5. SUGESTÃO DE ÁREAS DE INTERCÂMBIO E COOPERAÇÃO TÉCNICA:

Minhas sugestões abaixo são mais de mão única que dupla. Na minha visão, sem sentimento de subserviência ou menos valia, o Brasil, na área de saúde, é muito mais suceptível a receber cooperação operacional (tem uma legislação invejável) que o inverso, ainda que esta possa existir como um subproduto daquela. Algumas propostas de áreas a serem estudadas conjuntamente :

1) Regulação do Sistema : aproveitar dos mecanismos já utilizados e, mais que isto, da dinâmica de sua negociação com profissionais e sociedade para sua implantação.

2) Incorporação Tecnológica de procedimentos, equipamentos, medicamentos.

3) Modelos operacionais para melhorar a eficiência nos gastos, incluindo estudos de custos.

4) Enfrentamento do processo centralizatório-recentralizatório dos Governos Federais e mesmo dos Estaduais-Provinciais.

5) Recursos Humanos para a saúde : formação, remuneração, compromisso e educação permanente.

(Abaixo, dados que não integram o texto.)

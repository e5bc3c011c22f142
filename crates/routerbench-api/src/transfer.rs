// Transfer patterns
//
// The three ways of pulling a dataset through the Router, plus the plain
// polled request. Each one captures `sent_at` before its first network call
// and folds every failure into the returned `TransferResult`; none of them
// returns an `Err`.

use std::future::Future;
use std::pin::pin;
use std::time::Duration;

use bytes::Bytes;
use futures_util::{Stream, StreamExt};
use tokio::io::{AsyncWrite, AsyncWriteExt};
use tracing::{debug, trace, warn};

use crate::client::{RouterClient, ensure_success};
use crate::demux::StreamDemux;
use crate::error::Error;
use crate::models::{DatasetRequest, RequestAccepted, RouterStatus, StatusResponse, StreamTicket};
use crate::result::{Pattern, TransferRequest, TransferResult, TransferStatus};

/// Something that can run one transfer to completion.
///
/// Implemented by [`RouterClient`]; the load engine is generic over it so
/// runs can be driven by stubs.
pub trait Transfer: Send + Sync {
    fn transfer(
        &self,
        pattern: Pattern,
        request: &TransferRequest,
    ) -> impl Future<Output = TransferResult> + Send;
}

impl Transfer for RouterClient {
    async fn transfer(&self, pattern: Pattern, request: &TransferRequest) -> TransferResult {
        match pattern {
            Pattern::Buffered => self.buffered_fetch(request).await,
            Pattern::Streaming => self.stream_fetch(request).await,
            Pattern::Offload => self.offload_fetch(request).await,
        }
    }
}

/// `floor(deadline / interval)` status polls, at least one.
pub fn poll_attempts(deadline: Duration, interval: Duration) -> u32 {
    let per_poll = interval.as_millis().max(1);
    u32::try_from(deadline.as_millis() / per_poll)
        .unwrap_or(u32::MAX)
        .max(1)
}

impl RouterClient {
    fn dataset_body(request: &TransferRequest) -> DatasetRequest<'_> {
        DatasetRequest {
            mac_address: &request.device_address,
            dataset_name: &request.dataset_name,
        }
    }

    // ── Pattern A ────────────────────────────────────────────────────

    /// Buffered fetch: the Router assembles the dataset and returns it in
    /// one response.
    ///
    /// `POST /datasets/request-sync?timeout=N`
    pub async fn buffered_fetch(&self, request: &TransferRequest) -> TransferResult {
        let mut result = TransferResult::started(Some(Pattern::Buffered));
        let server_timeout = request.deadline.as_secs().max(1);

        let response: Result<StatusResponse, Error> = async {
            let mut url = self.endpoint("datasets/request-sync")?;
            url.query_pairs_mut()
                .append_pair("timeout", &server_timeout.to_string());
            self.post_json(url, &Self::dataset_body(request), request.deadline)
                .await
        }
        .await;

        let response = match response {
            Ok(response) => response,
            Err(e) => return result.fail(&e),
        };
        result.stop_clock();

        let mut result = result
            .with_request_id(response.request_id.clone().unwrap_or_default())
            .with_timestamps(response.timestamps);
        result.payload_size = response.payload_size();
        result.error = response.error_message;

        match response.status {
            RouterStatus::Completed | RouterStatus::Error => {
                result.finish(TransferStatus::from(response.status))
            }
            other => {
                debug!(status = ?other, "sync request answered before completion");
                result.time_out(format!(
                    "Router did not finish within {server_timeout}s (status {other:?})"
                ))
            }
        }
    }

    // ── Pattern B ────────────────────────────────────────────────────

    /// Streaming fetch with the payload discarded after counting.
    pub async fn stream_fetch(&self, request: &TransferRequest) -> TransferResult {
        self.stream_fetch_into(request, &mut tokio::io::sink()).await
    }

    /// Streaming fetch: initiate, wait for the producer, then read the
    /// stream through a [`StreamDemux`], writing payload to `sink`.
    ///
    /// A stream that ends, or outlives `stream_deadline`, without a marker
    /// still counts as `completed` with what was received and no metadata.
    pub async fn stream_fetch_into<W>(&self, request: &TransferRequest, sink: &mut W) -> TransferResult
    where
        W: AsyncWrite + Unpin + Send,
    {
        let mut result = TransferResult::started(Some(Pattern::Streaming));

        let ticket: StreamTicket = match self.initiate("datasets/request-stream", request).await {
            Ok(ticket) => ticket,
            Err(e) => return result.fail(&e),
        };
        result = result.with_request_id(ticket.request_id.as_str());

        let url = match ticket
            .stream_url
            .as_deref()
            .ok_or(Error::MissingField("stream_url"))
            .and_then(|locator| self.resolve(locator))
        {
            Ok(url) => url,
            Err(e) => return result.fail(&e),
        };

        tokio::time::sleep(self.options.stream_grace).await;

        debug!("GET {}", url);
        let opened = tokio::time::timeout(self.options.stream_deadline, async {
            let resp = self
                .http
                .get(url)
                .timeout(self.options.stream_deadline + self.options.trailer_allowance)
                .send()
                .await?;
            ensure_success(resp).await
        })
        .await;
        let response = match opened {
            Ok(Ok(response)) => response,
            Ok(Err(e)) => return result.fail(&e),
            Err(_) => {
                let timeout_secs = self.options.stream_deadline.as_secs();
                return result.fail(&Error::Timeout { timeout_secs });
            }
        };

        let mut chunks = pin!(response.bytes_stream());
        let mut demux = StreamDemux::new();

        let read = tokio::time::timeout(
            self.options.stream_deadline,
            read_payload(&mut chunks, &mut demux, sink),
        )
        .await;
        match read {
            Ok(Ok(())) => {}
            Ok(Err(e)) => return result.fail(&e),
            Err(_) => warn!(
                request_id = %result.request_id,
                flushed = demux.flushed_bytes(),
                "stream deadline reached without completion marker"
            ),
        }
        result.stop_clock();

        if demux.marker_found() && !demux.is_settled() {
            let _ = tokio::time::timeout(
                self.options.trailer_allowance,
                read_trailer(&mut chunks, &mut demux),
            )
            .await;
        }

        let rest = demux.finish();
        if let Err(e) = flush(sink, &rest).await {
            return result.fail(&e);
        }

        result
            .with_timestamps(demux.metadata())
            .complete(Some(demux.flushed_bytes()))
    }

    // ── Pattern C ────────────────────────────────────────────────────

    /// Offload fetch with the download discarded after counting.
    pub async fn offload_fetch(&self, request: &TransferRequest) -> TransferResult {
        self.offload_fetch_into(request, &mut tokio::io::sink()).await
    }

    /// Offload fetch: initiate, poll status until a download URL appears,
    /// then pull the object straight from storage into `sink`.
    pub async fn offload_fetch_into<W>(&self, request: &TransferRequest, sink: &mut W) -> TransferResult
    where
        W: AsyncWrite + Unpin + Send,
    {
        let mut result = TransferResult::started(Some(Pattern::Offload));

        let accepted: RequestAccepted =
            match self.initiate("datasets/request-offload", request).await {
                Ok(accepted) => accepted,
                Err(e) => return result.fail(&e),
            };
        result = result.with_request_id(accepted.request_id.as_str());

        let attempts = poll_attempts(request.deadline, self.options.poll_interval);
        let Some(status) = self.poll_until_terminal(&accepted.request_id, attempts).await else {
            return result.time_out(format!("Offload not ready after {attempts} status polls"));
        };
        result = result.with_timestamps(status.timestamps);

        if status.status == RouterStatus::Error {
            result.error = Some(
                status
                    .error_message
                    .unwrap_or_else(|| "Router reported an error".into()),
            );
            return result.finish(TransferStatus::Error);
        }

        let url = match status
            .download_url
            .as_deref()
            .ok_or(Error::MissingField("download_url"))
            .and_then(|locator| self.resolve(locator))
        {
            Ok(url) => url,
            Err(e) => return result.fail(&e),
        };

        match self.download(url, request.deadline, sink).await {
            Ok(counted) => {
                let reported = status.data_size_bytes.unwrap_or(0);
                result.complete(Some(counted.max(reported)))
            }
            Err(e) => result.fail(&e),
        }
    }

    // ── Polled request ───────────────────────────────────────────────

    /// Plain request: initiate, then (if `wait`) poll status until the
    /// Router reports a terminal state with the data inline.
    ///
    /// `POST /datasets/request`
    pub async fn request_dataset(&self, request: &TransferRequest, wait: bool) -> TransferResult {
        let mut result = TransferResult::started(None);

        let accepted: RequestAccepted = match self.initiate("datasets/request", request).await {
            Ok(accepted) => accepted,
            Err(e) => return result.fail(&e),
        };
        result = result.with_request_id(accepted.request_id.as_str());

        if !wait {
            return result;
        }

        let attempts = self.options.max_poll_attempts.max(1);
        let Some(status) = self.poll_until_terminal(&accepted.request_id, attempts).await else {
            return result.time_out(format!("Timeout after {attempts} attempts"));
        };
        result.stop_clock();

        let mut result = result.with_timestamps(status.timestamps);
        result.payload_size = status.payload_size();
        result.error = status.error_message;
        result.finish(TransferStatus::from(status.status))
    }

    // ── Shared steps ─────────────────────────────────────────────────

    async fn initiate<T: serde::de::DeserializeOwned>(
        &self,
        path: &str,
        request: &TransferRequest,
    ) -> Result<T, Error> {
        let url = self.endpoint(path)?;
        self.post_json(url, &Self::dataset_body(request), request.deadline)
            .await
    }

    /// Poll status until `completed`/`error` or the budget runs out.
    /// Failed polls (transport errors, non-200) use up an attempt.
    async fn poll_until_terminal(&self, request_id: &str, attempts: u32) -> Option<StatusResponse> {
        for attempt in 1..=attempts {
            match self.get_status(request_id).await {
                Ok(status) if status.status.is_terminal() => {
                    debug!(request_id, attempt, status = ?status.status, "request reached terminal state");
                    return Some(status);
                }
                Ok(status) => trace!(request_id, attempt, status = ?status.status, "still waiting"),
                Err(e) => debug!(request_id, attempt, error = %e, "status poll failed"),
            }
            if attempt < attempts {
                tokio::time::sleep(self.options.poll_interval).await;
            }
        }
        None
    }

    /// Stream an object into `sink`, returning the number of bytes received.
    async fn download<W>(&self, url: url::Url, timeout: Duration, sink: &mut W) -> Result<u64, Error>
    where
        W: AsyncWrite + Unpin + Send,
    {
        debug!("GET {}", url);
        let resp = self.http.get(url).timeout(timeout).send().await?;
        let resp = ensure_success(resp).await?;

        let mut chunks = pin!(resp.bytes_stream());
        let mut counted: u64 = 0;
        while let Some(chunk) = chunks.next().await {
            let chunk = chunk?;
            sink.write_all(&chunk).await?;
            counted += chunk.len() as u64;
        }
        sink.flush().await?;
        Ok(counted)
    }
}

/// Feed chunks until the marker shows up or the stream ends. A broken
/// connection ends the stream like a close does; only sink failures are
/// errors.
async fn read_payload<S, W>(chunks: &mut S, demux: &mut StreamDemux, sink: &mut W) -> Result<(), Error>
where
    S: Stream<Item = reqwest::Result<Bytes>> + Unpin,
    W: AsyncWrite + Unpin,
{
    while let Some(chunk) = chunks.next().await {
        let chunk = match chunk {
            Ok(chunk) => chunk,
            Err(e) => {
                warn!(error = %e, flushed = demux.flushed_bytes(), "stream read failed, treating as end of stream");
                break;
            }
        };
        let payload = demux.push(&chunk);
        if !payload.is_empty() {
            sink.write_all(&payload).await?;
        }
        if demux.marker_found() {
            break;
        }
    }
    Ok(())
}

/// After the marker: keep reading until the metadata document parses.
async fn read_trailer<S>(chunks: &mut S, demux: &mut StreamDemux)
where
    S: Stream<Item = reqwest::Result<Bytes>> + Unpin,
{
    while let Some(Ok(chunk)) = chunks.next().await {
        demux.push(&chunk);
        if demux.is_settled() {
            break;
        }
    }
}

/// Write the last held-back bytes and flush the sink.
async fn flush<W: AsyncWrite + Unpin>(sink: &mut W, payload: &[u8]) -> Result<(), Error> {
    if !payload.is_empty() {
        sink.write_all(payload).await?;
    }
    sink.flush().await?;
    Ok(())
}
// routerbench-api: Async client for the dataset Router (buffered, streaming, offload)

pub mod client;
pub mod demux;
pub mod error;
pub mod models;
pub mod result;
pub mod transfer;
pub mod transport;

pub use client::{RouterClient, TransferOptions};
pub use demux::{STREAM_MARKER, StreamDemux};
pub use error::Error;
pub use models::{ActiveHosts, Connector, RemoteTimestamps, RouterStatus, StatusResponse};
pub use result::{Pattern, TransferRequest, TransferResult, TransferStatus};
pub use transfer::{Transfer, poll_attempts};
pub use transport::{TlsMode, TransportConfig};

6) Relação com o Sistema Jurídico (Advogados, Promotores, Juízes) no entendimento teórico e operacional entre o preceito da integralidade total, sem limites e o princípio da escassez. O desafio de garantir saúde como direito universal do ser humano está posto, para todos nós, ora como espelho, ora como miragem dos valores coletivos do ser humano. O sonho utópico da saúde faz parte da conquista do direito à vida, ao bem-estar, à felicidade de cada ser humano.